Opinión
Sábado 20 de Mayo de 2017

Una decisión tardía

La noticia llega tarde, y no precisamente porque se conoció anoche, cuando los noticieros de la televisión ya habían entregado sus principales títulos y la mayoría de las páginas de los diarios de la ciudad entraban en las rotativas.

La noticia llega tarde, y no precisamente porque se conoció anoche, cuando los noticieros de la televisión ya habían entregado sus principales títulos y la mayoría de las páginas de los diarios de la ciudad entraban en las rotativas. El desplazamiento del jefe de la comisaría 10ª como consecuencia de la muerte de una mujer que entró en esa seccional para hacer una denuncia y salió en una mortera debió producirse mucho antes, y no porque se lo considere culpable de algo. No sólo eso: frente a las dudas que dejó el caso desde el primer minuto, el Ministerio de Seguridad y la propia policía provincial debieron enviar un mensaje más claro sobre la necesidad de investigar y aclarar lo que pasó con María de los Ángeles Paris mientras estuvo viva en esa seccional.

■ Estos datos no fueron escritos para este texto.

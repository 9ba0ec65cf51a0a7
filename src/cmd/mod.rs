pub mod search;
pub mod validate;

use clap::ArgMatches;
use tracing::info;
use wordforge::{EvolutionParams, WfResult};

/// Exit code for a rejected target word.
pub const EXIT_INVALID_WORD: i32 = 2;
/// Exit code for invalid parameters or an unreadable config file.
pub const EXIT_CONFIG: i32 = 1;

/// Defaults, then the optional JSON file, then flags typed on the command line.
pub fn resolve_params(
    cli_params: &EvolutionParams,
    config_path: Option<&str>,
    matches: &ArgMatches,
) -> WfResult<EvolutionParams> {
    let params = match config_path {
        Some(path) => {
            info!("Loading parameters from: {}", path);
            let mut file_params = EvolutionParams::load_from_file(path)?;
            file_params.merge_from_cli(cli_params, matches);
            file_params
        }
        None => cli_params.clone(),
    };
    params.validate()?;
    Ok(params)
}
//! Pieces shared by both player services: configuration, the error type
//! returned by handlers, logging setup, the health route and the server loop.

pub mod config;
pub mod error;
pub mod health;
pub mod logging;
pub mod server;

pub use error::ApiError;

/// Process start-up for both binaries: read `.env`, then install logging so
/// a `RUST_LOG` from the file takes effect, then report how the file load
/// went.
pub fn init() {
    let (dotenv, filter) = load_environment(config::load_dotenv);
    logging::init(filter);
    config::log_dotenv(&dotenv);
}

/// The log filter is only built once the environment file has been applied.
fn load_environment(
    load: impl FnOnce() -> config::DotenvResult,
) -> (config::DotenvResult, tracing_subscriber::EnvFilter) {
    let dotenv = load();
    (dotenv, logging::env_filter())
}

#[cfg(test)]
mod tests {
    use super::*;

    #[test]
    fn log_filter_sees_rust_log_from_env_file() {
        let dir = std::env::temp_dir().join(format!("players-common-log-{}", std::process::id()));
        std::fs::create_dir_all(&dir).unwrap();
        let path = dir.join(".env");
        std::fs::write(&path, "RUST_LOG=players_common=trace\n").unwrap();

        let (dotenv, filter) = load_environment(|| config::load_dotenv_from(&path));
        assert!(dotenv.is_ok());

        // An outer RUST_LOG wins over the file; either way the filter must
        // reflect the variable as it stands after loading.
        let rust_log = std::env::var("RUST_LOG").unwrap();
        assert_eq!(
            filter.to_string(),
            tracing_subscriber::EnvFilter::new(&rust_log).to_string()
        );
    }
}
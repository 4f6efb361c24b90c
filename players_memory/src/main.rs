use std::sync::Arc;

use players_common::config::{ConfigError, ServerConfig};
use players_memory::store::PlayerStore;
use thiserror::Error;

#[derive(Debug, Error)]
enum StartupError {
    #[error(transparent)]
    Config(#[from] ConfigError),

    #[error("server error: {0}")]
    Server(#[from] std::io::Error),
}

#[tokio::main]
async fn main() {
    players_common::init();

    tracing::info!("Starting in-memory players api server...");

    if let Err(err) = run().await {
        tracing::error!(error = %err, "players api server stopped");
        std::process::exit(1);
    }
}

async fn run() -> Result<(), StartupError> {
    let server = ServerConfig::from_env()?;
    let store = Arc::new(PlayerStore::new());

    players_common::server::serve(players_memory::app(store), server).await?;

    Ok(())
}
pub mod players;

La novedad sobre el desplazamiento de Silvio Cortez también se produce en un momento llamativo, apenas un día después de la movilización en la que la familia de Paris planteó sus dudas sobre lo que pasó en la comisaría 10ª, y apenas horas antes de que el ministro de Seguridad de la provincia reciba a esos mismos familiares para hablar del caso. Es difícil no asociar la decisión del comisario Marcelo Villanúa con ambos episodios. Hasta anoche el ministro Maximiliano Pullaro no tenía nada concreto para decirles a los deudos de la bibliotecaria de la Escuela Gurruchaga. Ahora al menos podrá contarles que el titular de la Unidad Regional II removió al jefe de la seccional donde ellos sospechan que algo provocó la muerte de Paris.

Si el hecho dejó dudas desde que ocurrió, la reacción oficial no quedó atrás. Frente a un caso confuso, el Ministerio de Seguridad parecía tenerlo todo claro desde el principio. Ni a la justicia le ocurre: aunque por el momento no exista una hipótesis concreta sobre lo que le sucedió a Paris, y mucho menos sospechas ciertas de que que alguien haya provocado su muerte, el caso es investigado por un fiscal de homicidios. Es cierto que el propio representante del Ministerio de la Acusación aclaró que es "por ahora", pero también lo es el hecho de que sigue al frente de las pesquisas.

Por ahora nadie sabe con certeza qué le pasó a Paris mientras estuvo dentro de la seccional del barrio Alberdi. Por eso sorprendió en las primeras horas posteriores al hecho que oficialmente se saliera a asegurar que había muerto por causas naturales. Luego también se dijo que la bibliotecaria entró en un brote de esquizofrenia y que eso obligó a los policías a esposarla y meterla en un calabozo, como si fuese una delincuente. Hasta donde se sabe, quienes pueden diagnosticar una enfermedad como esa son los psiquiatras y no los policías. Y a la inversa: lejos de encerrar a alguien que va a hacer una denuncia, la función de la policía es escuchar a esa persona, registrar lo que quiere denunciar y reportarlo a la justicia. Esa, es obvio, nunca podría ser la tarea asignada a un psiquiatra.

La permanencia hasta noche en su cargo del comisario Cortez da a entender aval de las autoridades políticas en materia de seguridad a un funcionario público que estaba al frente de una seccional donde ocurrió un hecho grave y oscuro, un episodio que está lejos de aclararse. La voluntad política de allanar el camino para una investigación con probabilidades de éxito debió quedar expresada desde el mismo día en que Paris murió. Y eso independientemente de lo que dilucide la pesquisa judicial, e incluso administrativa, al cabo de las indagaciones.

Al justificar su decisión, Villanúa explicó anoche que desplazó al jefe de la comisaría 10ª para "preservarlo" (ver más información en la página 9). No aclaró de qué, o de quién, aunque ligó la decisión directamente al caso de la muerte de Paris. Es difícil que lo haya hecho sin consultar antes a sus superiores, jerárquicos y políticos. En cualquier caso, no importa cuál sea el verdadero motivo, la remoción promueve más dudas sobre el caso y la explicación las potencia. La próxima vez, ante un episodio tan grave, tal vez resultaría aconsejable que la decisión sea más inmediata y que provenga de la conducción política de la policía.